Tuesday, 8 April 2008

Reviving "Mission to Planet Earth"

Those of us who see unchecked climate change as a peril nearly unmatched in human history (only nuclear war would be in the same league) watch in horror as the United States continues to dither over whether to take the issue seriously, and then whether to take any action on it in this lifetime.

In that light, I've chimed in on Joe Romm's Climate Progress blog on the question of whether Bush's new push to resume human space travel and to land people on Mars is too much to bite off just now. While this is not itself an instance of my self-assigned topic of "climate change denial", I feel it fits here even so, as an implicit denial of the horrendous trade-offs it seems to impose.

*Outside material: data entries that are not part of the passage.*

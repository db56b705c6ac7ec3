use serde::Serialize;
use time::OffsetDateTime;
use uuid::Uuid;

use super::repo_types::User;
use crate::storage::StorageClient;

/// Public view of a user. The password hash never leaves the server.
#[derive(Debug, Serialize)]
pub struct UserResource {
    pub id: Uuid,
    pub username: String,
    pub email: String,
    pub profile_image: Option<String>, // URL
    #[serde(with = "time::serde::rfc3339::option")]
    pub email_verified_at: Option<OffsetDateTime>,
    #[serde(with = "time::serde::rfc3339")]
    pub created_at: OffsetDateTime,
    #[serde(with = "time::serde::rfc3339")]
    pub updated_at: OffsetDateTime,
}

impl UserResource {
    pub async fn load(user: &User, storage: &dyn StorageClient) -> anyhow::Result<Self> {
        let profile_image = match &user.profile_image {
            Some(key) => Some(storage.public_url(key).await?),
            None => None,
        };
        Ok(Self {
            id: user.id,
            username: user.username.clone(),
            email: user.email.clone(),
            profile_image,
            email_verified_at: user.email_verified_at,
            created_at: user.created_at,
            updated_at: user.updated_at,
        })
    }
}

/// `data` payload of responses that return a user.
#[derive(Debug, Serialize)]
pub struct UserData {
    pub user: UserResource,
}

impl UserData {
    pub async fn load(user: &User, storage: &dyn StorageClient) -> anyhow::Result<Self> {
        Ok(Self {
            user: UserResource::load(user, storage).await?,
        })
    }
}

#[cfg(test)]
mod tests {
    use super::*;
    use crate::storage::LocalStorage;

    fn sample_user(profile_image: Option<&str>) -> User {
        let now = OffsetDateTime::now_utc();
        User {
            id: Uuid::new_v4(),
            username: "john_doe".into(),
            email: "john@example.com".into(),
            password_hash: "$argon2id$secret".into(),
            email_verified_at: None,
            profile_image: profile_image.map(str::to_string),
            created_at: now,
            updated_at: now,
        }
    }

    #[tokio::test]
    async fn resource_hides_password_and_resolves_image_url() {
        let storage = LocalStorage::new("/tmp/unused", "http://localhost:8080");
        let user = sample_user(Some("profile_images/profile-1.png"));
        let data = UserData::load(&user, &storage).await.unwrap();

        let json = serde_json::to_value(&data).unwrap();
        let u = &json["user"];
        assert_eq!(u["username"], "john_doe");
        assert_eq!(
            u["profile_image"],
            "http://localhost:8080/storage/profile_images/profile-1.png"
        );
        assert!(u["email_verified_at"].is_null());
        assert!(u["created_at"].is_string());
        assert!(u.get("password_hash").is_none());
        assert!(!json.to_string().contains("argon2"));
    }

    #[tokio::test]
    async fn resource_without_image_is_null() {
        let storage = LocalStorage::new("/tmp/unused", "http://localhost:8080");
        let data = UserResource::load(&sample_user(None), &storage).await.unwrap();
        assert!(data.profile_image.is_none());
    }
}
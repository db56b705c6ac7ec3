//! In-memory stores and a router harness for handler tests.

use std::{
    collections::HashMap,
    io::Cursor,
    path::{Path, PathBuf},
    sync::{Arc, Mutex},
};

use anyhow::anyhow;
use async_trait::async_trait;
use axum::{
    body::{to_bytes, Body},
    http::{header, Method, Request, StatusCode},
    Router,
};
use bytes::Bytes;
use image::{DynamicImage, ImageFormat};
use serde_json::{json, Value};
use tempfile::TempDir;
use time::OffsetDateTime;
use tower::ServiceExt;
use uuid::Uuid;

use crate::{
    app::build_app,
    auth::{
        links::LinkKeys,
        tokens::{StoredToken, TokenStore},
    },
    config::{AppConfig, LinkConfig, MailConfig, StorageConfig, UploadConfig},
    notify::Notifier,
    state::AppState,
    storage::{LocalStorage, StorageClient},
    users::{
        repo::UserRepo,
        repo_types::{NewUser, User},
    },
};

pub const APP_URL: &str = "http://localhost:8080";

#[derive(Default)]
pub struct MemoryUsers {
    rows: Mutex<HashMap<Uuid, User>>,
    fail_writes: Mutex<bool>,
}

impl MemoryUsers {
    pub fn count(&self) -> usize {
        self.rows.lock().unwrap().len()
    }

    pub fn get(&self, id: Uuid) -> Option<User> {
        self.rows.lock().unwrap().get(&id).cloned()
    }

    pub fn by_username(&self, username: &str) -> Option<User> {
        self.rows
            .lock()
            .unwrap()
            .values()
            .find(|u| u.username == username)
            .cloned()
    }

    pub fn fail_writes(&self, fail: bool) {
        *self.fail_writes.lock().unwrap() = fail;
    }

    fn check_writable(&self) -> anyhow::Result<()> {
        if *self.fail_writes.lock().unwrap() {
            return Err(anyhow!("injected write failure"));
        }
        Ok(())
    }

    fn update(&self, id: Uuid, f: impl FnOnce(&mut User)) -> anyhow::Result<User> {
        self.check_writable()?;
        let mut rows = self.rows.lock().unwrap();
        let user = rows.get_mut(&id).ok_or_else(|| anyhow!("no user {id}"))?;
        f(user);
        user.updated_at = OffsetDateTime::now_utc();
        Ok(user.clone())
    }
}

#[async_trait]
impl UserRepo for MemoryUsers {
    async fn create(&self, new: NewUser) -> anyhow::Result<User> {
        self.check_writable()?;
        let mut rows = self.rows.lock().unwrap();
        if rows
            .values()
            .any(|u| u.username == new.username || u.email == new.email)
        {
            return Err(anyhow!("unique constraint violated"));
        }
        let now = OffsetDateTime::now_utc();
        let user = User {
            id: Uuid::new_v4(),
            username: new.username,
            email: new.email,
            password_hash: new.password_hash,
            email_verified_at: None,
            profile_image: None,
            created_at: now,
            updated_at: now,
        };
        rows.insert(user.id, user.clone());
        Ok(user)
    }

    async fn find_by_id(&self, id: Uuid) -> anyhow::Result<Option<User>> {
        Ok(self.get(id))
    }

    async fn find_by_username(&self, username: &str) -> anyhow::Result<Option<User>> {
        Ok(self.by_username(username))
    }

    async fn email_taken(&self, email: &str) -> anyhow::Result<bool> {
        Ok(self.rows.lock().unwrap().values().any(|u| u.email == email))
    }

    async fn username_taken(&self, username: &str) -> anyhow::Result<bool> {
        Ok(self.by_username(username).is_some())
    }

    async fn mark_email_verified(&self, id: Uuid, at: OffsetDateTime) -> anyhow::Result<User> {
        self.update(id, |u| {
            u.email_verified_at.get_or_insert(at);
        })
    }

    async fn set_profile_image(&self, id: Uuid, key: &str) -> anyhow::Result<User> {
        self.update(id, |u| u.profile_image = Some(key.to_string()))
    }
}

#[derive(Default)]
pub struct MemoryTokens {
    rows: Mutex<HashMap<Uuid, StoredToken>>,
}

impl MemoryTokens {
    pub fn count(&self) -> usize {
        self.rows.lock().unwrap().len()
    }
}

#[async_trait]
impl TokenStore for MemoryTokens {
    async fn insert(&self, token: StoredToken) -> anyhow::Result<()> {
        self.rows.lock().unwrap().insert(token.id, token);
        Ok(())
    }

    async fn find(&self, id: Uuid) -> anyhow::Result<Option<StoredToken>> {
        Ok(self.rows.lock().unwrap().get(&id).cloned())
    }

    async fn delete(&self, id: Uuid) -> anyhow::Result<bool> {
        Ok(self.rows.lock().unwrap().remove(&id).is_some())
    }
}

#[derive(Debug, Clone, PartialEq)]
pub enum Sent {
    Link { email: String, url: String },
    Verified { email: String },
}

/// Records delivered notifications instead of sending them.
#[derive(Default)]
pub struct RecordingNotifier {
    sent: Mutex<Vec<Sent>>,
    fail: Mutex<bool>,
}

impl RecordingNotifier {
    pub fn sent(&self) -> Vec<Sent> {
        self.sent.lock().unwrap().clone()
    }

    pub fn fail_sends(&self, fail: bool) {
        *self.fail.lock().unwrap() = fail;
    }

    pub fn last_link(&self) -> Option<String> {
        self.sent().into_iter().rev().find_map(|s| match s {
            Sent::Link { url, .. } => Some(url),
            Sent::Verified { .. } => None,
        })
    }
}

#[async_trait]
impl Notifier for RecordingNotifier {
    async fn send_verification_link(&self, user: &User, url: &str) -> anyhow::Result<()> {
        if *self.fail.lock().unwrap() {
            return Err(anyhow!("injected mail failure"));
        }
        self.sent.lock().unwrap().push(Sent::Link {
            email: user.email.clone(),
            url: url.to_string(),
        });
        Ok(())
    }

    async fn email_verified(&self, user: &User) -> anyhow::Result<()> {
        self.sent.lock().unwrap().push(Sent::Verified {
            email: user.email.clone(),
        });
        Ok(())
    }
}

/// Local storage whose writes and deletes can be made to fail.
pub struct FailingStorage {
    inner: LocalStorage,
    fail_puts: Mutex<bool>,
    fail_deletes: Mutex<bool>,
}

impl FailingStorage {
    pub fn new(inner: LocalStorage) -> Self {
        Self {
            inner,
            fail_puts: Mutex::new(false),
            fail_deletes: Mutex::new(false),
        }
    }

    pub fn fail_puts(&self, fail: bool) {
        *self.fail_puts.lock().unwrap() = fail;
    }

    pub fn fail_deletes(&self, fail: bool) {
        *self.fail_deletes.lock().unwrap() = fail;
    }
}

#[async_trait]
impl StorageClient for FailingStorage {
    async fn put_object(&self, key: &str, body: Bytes, content_type: &str) -> anyhow::Result<()> {
        if *self.fail_puts.lock().unwrap() {
            return Err(anyhow!("injected put failure"));
        }
        self.inner.put_object(key, body, content_type).await
    }

    async fn delete_object(&self, key: &str) -> anyhow::Result<()> {
        if *self.fail_deletes.lock().unwrap() {
            return Err(anyhow!("injected delete failure"));
        }
        self.inner.delete_object(key).await
    }

    async fn public_url(&self, key: &str) -> anyhow::Result<String> {
        self.inner.public_url(key).await
    }
}

/// Encodes a blank `width`x`height` image.
pub fn encode_image(width: u32, height: u32, format: ImageFormat) -> Bytes {
    let mut buf = Cursor::new(Vec::new());
    DynamicImage::new_rgb8(width, height)
        .write_to(&mut buf, format)
        .unwrap();
    Bytes::from(buf.into_inner())
}

pub struct TestApp {
    pub router: Router,
    pub users: Arc<MemoryUsers>,
    pub tokens: Arc<MemoryTokens>,
    pub notifier: Arc<RecordingNotifier>,
    pub storage: Arc<FailingStorage>,
    links: LinkKeys,
    storage_dir: TempDir,
}

impl TestApp {
    pub fn new() -> Self {
        let storage_dir = tempfile::tempdir().unwrap();
        let root = storage_dir.path().to_string_lossy().into_owned();
        let links = LinkConfig {
            secret: "test-link-secret".into(),
            issuer: "focusapp".into(),
            audience: "focusapp-verify".into(),
            ttl_minutes: 60,
        };
        let config = AppConfig {
            database_url: "postgres://unused".into(),
            app_url: APP_URL.into(),
            token_ttl_minutes: Some(60),
            links: links.clone(),
            resend_per_minute: 6,
            storage: StorageConfig::Local { root: root.clone() },
            mail: MailConfig {
                from: "Focus App <no-reply@focusapp.local>".into(),
                smtp: None,
            },
            uploads: UploadConfig::default(),
        };

        let users = Arc::new(MemoryUsers::default());
        let tokens = Arc::new(MemoryTokens::default());
        let notifier = Arc::new(RecordingNotifier::default());
        let storage = Arc::new(FailingStorage::new(LocalStorage::new(root, APP_URL)));
        let state = AppState::from_parts(
            Arc::new(config),
            users.clone(),
            tokens.clone(),
            storage.clone(),
            notifier.clone(),
        );

        Self {
            router: build_app(state),
            users,
            tokens,
            notifier,
            storage,
            links: LinkKeys::new(&links),
            storage_dir,
        }
    }

    async fn send(&self, req: Request<Body>) -> (StatusCode, Vec<u8>) {
        let res = self.router.clone().oneshot(req).await.unwrap();
        let status = res.status();
        let body = to_bytes(res.into_body(), usize::MAX).await.unwrap();
        (status, body.to_vec())
    }

    pub async fn call_raw(
        &self,
        method: Method,
        uri: &str,
        content_type: &str,
        body: Vec<u8>,
        token: Option<&str>,
    ) -> (StatusCode, Value) {
        let mut req = Request::builder()
            .method(method)
            .uri(uri)
            .header(header::CONTENT_TYPE, content_type);
        if let Some(token) = token {
            req = req.header(header::AUTHORIZATION, format!("Bearer {token}"));
        }
        let (status, bytes) = self.send(req.body(Body::from(body)).unwrap()).await;
        (status, serde_json::from_slice(&bytes).unwrap_or(Value::Null))
    }

    pub async fn call(
        &self,
        method: Method,
        uri: &str,
        body: Option<Value>,
        token: Option<&str>,
    ) -> (StatusCode, Value) {
        match body {
            Some(json) => {
                self.call_raw(method, uri, "application/json", json.to_string().into_bytes(), token)
                    .await
            }
            None => {
                let mut req = Request::builder().method(method).uri(uri);
                if let Some(token) = token {
                    req = req.header(header::AUTHORIZATION, format!("Bearer {token}"));
                }
                let (status, bytes) = self.send(req.body(Body::empty()).unwrap()).await;
                (status, serde_json::from_slice(&bytes).unwrap_or(Value::Null))
            }
        }
    }

    /// Posts a single-file multipart form.
    pub async fn upload(
        &self,
        uri: &str,
        field: &str,
        filename: &str,
        file: &[u8],
        token: Option<&str>,
    ) -> (StatusCode, Value) {
        let boundary = "focusapp-test-boundary";
        let mut body = format!(
            "--{boundary}\r\n\
             Content-Disposition: form-data; name=\"{field}\"; filename=\"{filename}\"\r\n\
             Content-Type: application/octet-stream\r\n\r\n"
        )
        .into_bytes();
        body.extend_from_slice(file);
        body.extend_from_slice(format!("\r\n--{boundary}--\r\n").as_bytes());

        self.call_raw(
            Method::POST,
            uri,
            &format!("multipart/form-data; boundary={boundary}"),
            body,
            token,
        )
        .await
    }

    pub async fn get_bytes(&self, uri: &str) -> (StatusCode, Vec<u8>) {
        let req = Request::builder().uri(uri).body(Body::empty()).unwrap();
        self.send(req).await
    }

    pub async fn register(
        &self,
        username: &str,
        email: &str,
        password: &str,
    ) -> (StatusCode, Value) {
        self.call(
            Method::POST,
            "/auth/register",
            Some(json!({
                "username": username,
                "email": email,
                "password": password,
                "password_confirmation": password,
            })),
            None,
        )
        .await
    }

    pub async fn login(&self, username: &str, password: &str) -> (StatusCode, Value) {
        self.call(
            Method::POST,
            "/auth/login",
            Some(json!({ "username": username, "password": password })),
            None,
        )
        .await
    }

    pub async fn token_for(&self, username: &str, password: &str) -> String {
        let (status, body) = self.login(username, password).await;
        assert_eq!(status, StatusCode::OK, "{body}");
        body["data"]["access_token"].as_str().unwrap().to_string()
    }

    /// Path and query of an absolute URL built from the app URL.
    pub fn path_of(&self, url: &str) -> String {
        url.strip_prefix(APP_URL).unwrap_or(url).to_string()
    }

    /// A correctly signed verification path for an arbitrary id/hash pair.
    pub fn signed_verify_path(&self, id: Uuid, hash: &str) -> String {
        let signature = self.links.sign(id, hash).unwrap();
        format!("/email/verify/{id}/{hash}?signature={signature}")
    }

    /// Every file written under the storage root.
    pub fn stored_files(&self) -> Vec<PathBuf> {
        fn walk(dir: &Path, out: &mut Vec<PathBuf>) {
            let Ok(entries) = std::fs::read_dir(dir) else {
                return;
            };
            for entry in entries.flatten() {
                let path = entry.path();
                if path.is_dir() {
                    walk(&path, out);
                } else {
                    out.push(path);
                }
            }
        }
        let mut files = Vec::new();
        walk(self.storage_dir.path(), &mut files);
        files.sort();
        files
    }
}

The problem is that this very ambitious goal came at just the same time as NASA has been losing out on basic science (30% cut in their science budget in recent years; failure to launch the DISCOVR earth observation mission even with the device complete and ready to go, refusing offers from other nations to launch it for us.)

We simply can't afford to sacrifice earth observation (recently cut even from NASA's mission statement!) right now when there is such a pressing need for clear and accurate readings of the state of our own planet and the pace of current changes.

Here's a copy of the comment I posted on Climate Progress in response to a comment thread on whether the U.S. should be pushing for a manned mission to Mars right now:

My preference for unmanned over manned exploration predates the recent embarrassment of removing “Mission to Planet Earth” from NASA’s agenda. People may be great at improvising and observation, but we weigh a lot, require lots of extra mass for life support, and missions have to be designed to bring us home safely with low probability of failure. Weighed against the current generation of robotic observation platforms and instrumentation, we’re just not cost-effective.

Why do you say humans “have to” colonize space? It’s one thing to say we have to take every new opportunity that comes to us, due to our inventive large brain. But we don’t have a “destiny” that somehow compels us to make huge sacrifices of what we still have here on earth in a long-shot attempt to bring this new “manifest destiny” forward from an uncertain span in the future up to *right now*.

Space exploration aside for a moment, everyone here on earth needs a solution to two converging, very pressing issues: climate change, as well as our dependence on fossil feuls which will not last that much longer, and which may be at or near peak annual extraction already - we haven’t yet explained to ourselves how we can continue as technological, growth-oriented economies without increasing energy resource use.

There is enough coal and unconventional oil (e.g. tar sands) still left to create a serious risk of runaway CO2-climate feedbacks such as permafrost thawing leading to large methane releases. But both conventional oil and natural gas may be facing crises before many more years. Lots of turmoil and conflict should be foreseen arising from this.

If we need a new Apollo project, landing a man on Mars has to rank below a really serious, united effort by the whole country (and the whole world) to move promptly to renewable energy sources and far greater efficiency of energy consumption. This has to be done on a scale to replace the vast current volume of fossil fuels before we hit a new mega-energy-crisis AND before we pile too much GHG in the atmosphere to be able to avoid the worst foreseeable impacts (plus whatever unforseen ones could be far worse - what a gamble!)

To get that much change from the status quo, in so many areas of the economy, is a much bigger challenge than the Apollo moon mission, and needs bold national leadership (in every country at the same time!)

Rep. Jay Inslee (D-WA) has used this idea of a “New Apollo Project” in reference to proposed legislation to begin moving toward energy independence and sustainability.

In a few decades, we’ll know if we’ve met these twin challenges or not. In that time frame, we may be able to return to the longer-term dream of sending humans beyond the moon. That target is just not the right place to be focusing at this critical crossroads for our own planet.